In 1929, the family learned that Leo Tolstoy’s daughter, Tatiana Lvovna Sukhotine-Tolstoy, had founded a school of fine art in Paris which focused on oil painting, taught by well-known artists. George was eager to go. Together with his mother and sister, he emigrated to Paris in 1931 only to find the school closed. However, some of the teachers, led by Nikolai Milioti, had agreed to continue teaching a zealous group of students free of charge. George joined this group. Leonid Ouspensky was one of his classmates, and the two became lifelong friends. They spent the summers at the dacha of their teacher Konstantin Somov, where they executed many lively portraits and drawings. 2

Pencil portrait of Ivan Feodorovich Kroug, the artist’s father.

 

Despair, woodblock print.

Still life with Pears, oil on canvas.

Ouspensky soon had a powerful conversion experience as well, directly related to his encounter with iconography. Before long the two artists began their journey into the icon. Ouspensky was quicker to abandon all other forms of art in favor of iconography, while Kroug maintained close ties with the avant-garde. He continued to work in the studio of Mikhail Larionov and Natalia Goncharova, leaders of the Russian avant-garde movement.

Like most of the Russian émigrés, Ouspensky and Kroug lived in poverty, but zealously pursued their spiritual and creative aims. Both joined the Brotherhood of St Photius, a group of theologians and creative intellectuals who attempted to articulate their Orthodox faith in and for the western society surrounding them. They brought their work before this interdisciplinary group for review, in search of what iconography should look like in their modern western context. At first, by Ouspensky’s initiative, the two attempted to develop a Western Orthodox iconographic style influenced by Romanesque. Together they produced little-known frescoes and an iconostasis for a small house-chapel of the Protection of the Theotokos. They worked together on the frescoes and iconostasis for the Three Hierarchs Church on rue Petel, at first also in a western-influenced style. The two iconographers collaborated often, sometimes working on the same panel together.
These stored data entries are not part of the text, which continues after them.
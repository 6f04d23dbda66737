//! Conveyor Core
//!
//! Core domain types for the Conveyor workflow engine: typed execution
//! results and contexts, run identifiers, the error taxonomy, string
//! interpolation, and the `Stage` contract consumed by the orchestrator.
//! This crate has minimal dependencies and defines the shared vocabulary
//! used by the workflow and CLI crates.

pub mod context;
pub mod error;
pub mod ids;
pub mod interpolate;
pub mod registry;
pub mod result;
pub mod stage;

pub use context::{Variant, VariantContext, WorkflowContext};
pub use error::{ConfigError, JobError, PipelineError, StageError, UtilityError};
pub use ids::RunId;
pub use result::{JobOutput, JobResult, PipelineResult, StageOutput, Status, VariantResult};
pub use stage::Stage;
Icon of the Trinity in Western Orthodox influenced style, from the original iconostasis at rue Petel

George was deeply sensitive by nature, and from his various difficulties—the effort to paint in the Western Orthodox  style that was unnatural to him, the cultural tensions involved in immigration, and the beginning of the Second World War—he became mentally unstable. A major spiritual crisis and depression brought him to a mental asylum. This took place in the early 1940’s, during the Nazi occupation of France, and the Nazi-led asylum aimed to let the inmates starve as useless to their regime. George’s sister Olga kept him and other inmates alive by trading some of the numerous drawings and watercolors George made in the asylum in the marketplace for food scraps, which she chopped, boiled, dried and ground to a powder she could covertly distribute.

George made copious drawings during his term in the mental asylum, in which one can perceive a deepening of his compassionate and reverent vision of the human person.

During this time one Hieromonk Sergei Schevich, who knew the Krougs, began to visit George almost daily, comforting and encouraging him along the path of healing in Christ. The staff there saw George’s health improving, and eventually granted him permission to return to society, at Fr Sergei’s persistent request and under his supervision. George lived with his sister, and Fr Sergei counseled him to focus on iconography as a means of healing. Soon George moved to Vanves where Fr Sergei was founding a monastic skete. He became a novice in 1945. Three years later he received monastic tonsure with the name Gregory.

The newly tonsured Fr Gregory with his Abbot Sergei

In the Monastery

Though the monks lived in very strict poverty, here began a prosperous time in Fr Gregory’s life. Besides the usual monastic cycle of services, he painted icons almost continually, both in his small studio and on church walls. Fr Gregory carried out this labor of love with increasing inspiration until the end of his life.

Fr Sergei described Fr Gregory’s working method as such: He would first consider his subject, look at various examples of icons, read relevant texts, pray, and be still to envision his icon. Then, seeming to have the icon fully inside him, he would go to his panel or wall and with great speed draw it out in its entirety and lay in the colors. The icon would be nearly complete within a short time, but he followed this with an often long, slow, and caring process which he called “polishing,” whereby he brought the icon to completion.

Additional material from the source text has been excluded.